## INSTRUCTIONS FOR THE TASK
Return every record below exactly.

[Start of section]

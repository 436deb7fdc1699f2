//! Topic filter matching and validation
//!
//! Rules:
//! - `/` separates levels; empty levels are legal (`/a`, `a//b`)
//! - `+` must be a whole level and matches exactly one level
//! - `#` must be the whole last level and matches its parent level and
//!   everything below it
//! - Topics whose first level starts with `$` are not matched by a filter
//!   starting with a wildcard
//!
//! Validation happens when a filter is subscribed; `matches` assumes a
//! valid filter and never fails.

/// Maximum encoded length of a topic name or filter
const MAX_TOPIC_LEN: usize = 65_535;

/// Whether `topic` is selected by `filter`
pub fn matches(filter: &str, topic: &str) -> bool {
    if topic.starts_with('$') && filter.starts_with(['+', '#']) {
        return false;
    }

    let mut topic_levels = topic.split('/');
    for filter_level in filter.split('/') {
        if filter_level == "#" {
            return true;
        }
        match topic_levels.next() {
            Some(level) if filter_level == "+" || filter_level == level => {}
            _ => return false,
        }
    }
    topic_levels.next().is_none()
}

/// Validate a topic name used in PUBLISH
pub fn validate_topic_name(topic: &str) -> Result<(), &'static str> {
    validate_topic_name_with_max_levels(topic, 0)
}

/// Validate a topic name, also capping its level count (0 = unlimited)
pub fn validate_topic_name_with_max_levels(
    topic: &str,
    max_topic_levels: usize,
) -> Result<(), &'static str> {
    if topic.is_empty() {
        return Err("topic name cannot be empty");
    }
    if topic.len() > MAX_TOPIC_LEN {
        return Err("topic name exceeds maximum length");
    }
    if topic.contains('\0') {
        return Err("topic name cannot contain null character");
    }
    if topic.contains(['+', '#']) {
        return Err("topic name cannot contain wildcards");
    }
    if exceeds_levels(topic, max_topic_levels) {
        return Err("topic exceeds maximum allowed levels");
    }
    Ok(())
}

/// Validate a topic filter used in SUBSCRIBE / UNSUBSCRIBE
pub fn validate_topic_filter(filter: &str) -> Result<(), &'static str> {
    validate_topic_filter_with_max_levels(filter, 0)
}

/// Validate a topic filter, also capping its level count (0 = unlimited)
pub fn validate_topic_filter_with_max_levels(
    filter: &str,
    max_topic_levels: usize,
) -> Result<(), &'static str> {
    if filter.is_empty() {
        return Err("topic filter cannot be empty");
    }
    if filter.len() > MAX_TOPIC_LEN {
        return Err("topic filter exceeds maximum length");
    }
    if filter.contains('\0') {
        return Err("topic filter cannot contain null character");
    }

    let mut levels = filter.split('/').peekable();
    while let Some(level) = levels.next() {
        if level.contains('#') {
            if level != "#" {
                return Err("multi-level wildcard must occupy entire level");
            }
            if levels.peek().is_some() {
                return Err("multi-level wildcard must be last level");
            }
        }
        if level.contains('+') && level != "+" {
            return Err("single-level wildcard must occupy entire level");
        }
    }
    if exceeds_levels(filter, max_topic_levels) {
        return Err("topic filter exceeds maximum allowed levels");
    }
    Ok(())
}

fn exceeds_levels(topic: &str, max_topic_levels: usize) -> bool {
    max_topic_levels > 0 && topic.split('/').count() > max_topic_levels
}

/// Whether a filter contains `+` or `#`
pub fn has_wildcards(filter: &str) -> bool {
    filter.split('/').any(|level| level == "+" || level == "#")
}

[End of section]

## RESPONSE BOX
repository 436deb7fdc1699f2
//! Topic filter matching and validation
//!
//! Rules:
//! - `/` separates levels; empty levels are legal (`/a`, `a//b`)
//! - `+` must be a whole level and matches exactly one level
//! - `#` must be the whole last level and matches its parent level and
//!   everything below it
//! - Topics whose first level starts with `$` are not matched by a filter
//!   starting with a wildcard
//!
//! Validation happens when a filter is subscribed; `matches` assumes a
//! valid filter and never fails.

/// Maximum encoded length of a topic name or filter
const MAX_TOPIC_LEN: usize = 65_535;

/// Whether `topic` is selected by `filter`
pub fn matches(filter: &str, topic: &str) -> bool {
    if topic.starts_with('$') && filter.starts_with(['+', '#']) {
        return false;
    }

    let mut topic_levels = topic.split('/');
    for filter_level in filter.split('/') {
        if filter_level == "#" {
            return true;
        }
        match topic_levels.next() {
            Some(level) if filter_level == "+" || filter_level == level => {}
            _ => return false,
        }
    }
    topic_levels.next().is_none()
}

/// Validate a topic name used in PUBLISH
pub fn validate_topic_name(topic: &str) -> Result<(), &'static str> {
    validate_topic_name_with_max_levels(topic, 0)
}

/// Validate a topic name, also capping its level count (0 = unlimited)
pub fn validate_topic_name_with_max_levels(
    topic: &str,
    max_topic_levels: usize,
) -> Result<(), &'static str> {
    if topic.is_empty() {
        return Err("topic name cannot be empty");
    }
    if topic.len() > MAX_TOPIC_LEN {
        return Err("topic name exceeds maximum length");
    }
    if topic.contains('\0') {
        return Err("topic name cannot contain null character");
    }
    if topic.contains(['+', '#']) {
        return Err("topic name cannot contain wildcards");
    }
    if exceeds_levels(topic, max_topic_levels) {
        return Err("topic exceeds maximum allowed levels");
    }
    Ok(())
}

/// Validate a topic filter used in SUBSCRIBE / UNSUBSCRIBE
pub fn validate_topic_filter(filter: &str) -> Result<(), &'static str> {
    validate_topic_filter_with_max_levels(filter, 0)
}

/// Validate a topic filter, also capping its level count (0 = unlimited)
pub fn validate_topic_filter_with_max_levels(
    filter: &str,
    max_topic_levels: usize,
) -> Result<(), &'static str> {
    if filter.is_empty() {
        return Err("topic filter cannot be empty");
    }
    if filter.len() > MAX_TOPIC_LEN {
        return Err("topic filter exceeds maximum length");
    }
    if filter.contains('\0') {
        return Err("topic filter cannot contain null character");
    }

    let mut levels = filter.split('/').peekable();
    while let Some(level) = levels.next() {
        if level.contains('#') {
            if level != "#" {
                return Err("multi-level wildcard must occupy entire level");
            }
            if levels.peek().is_some() {
                return Err("multi-level wildcard must be last level");
            }
        }
        if level.contains('+') && level != "+" {
            return Err("single-level wildcard must occupy entire level");
        }
    }
    if exceeds_levels(filter, max_topic_levels) {
        return Err("topic filter exceeds maximum allowed levels");
    }
    Ok(())
}

fn exceeds_levels(topic: &str, max_topic_levels: usize) -> bool {
    max_topic_levels > 0 && topic.split('/').count() > max_topic_levels
}

/// Whether a filter contains `+` or `#`
pub fn has_wildcards(filter: &str) -> bool {
    filter.split('/').any(|level| level == "+" || level == "#")
}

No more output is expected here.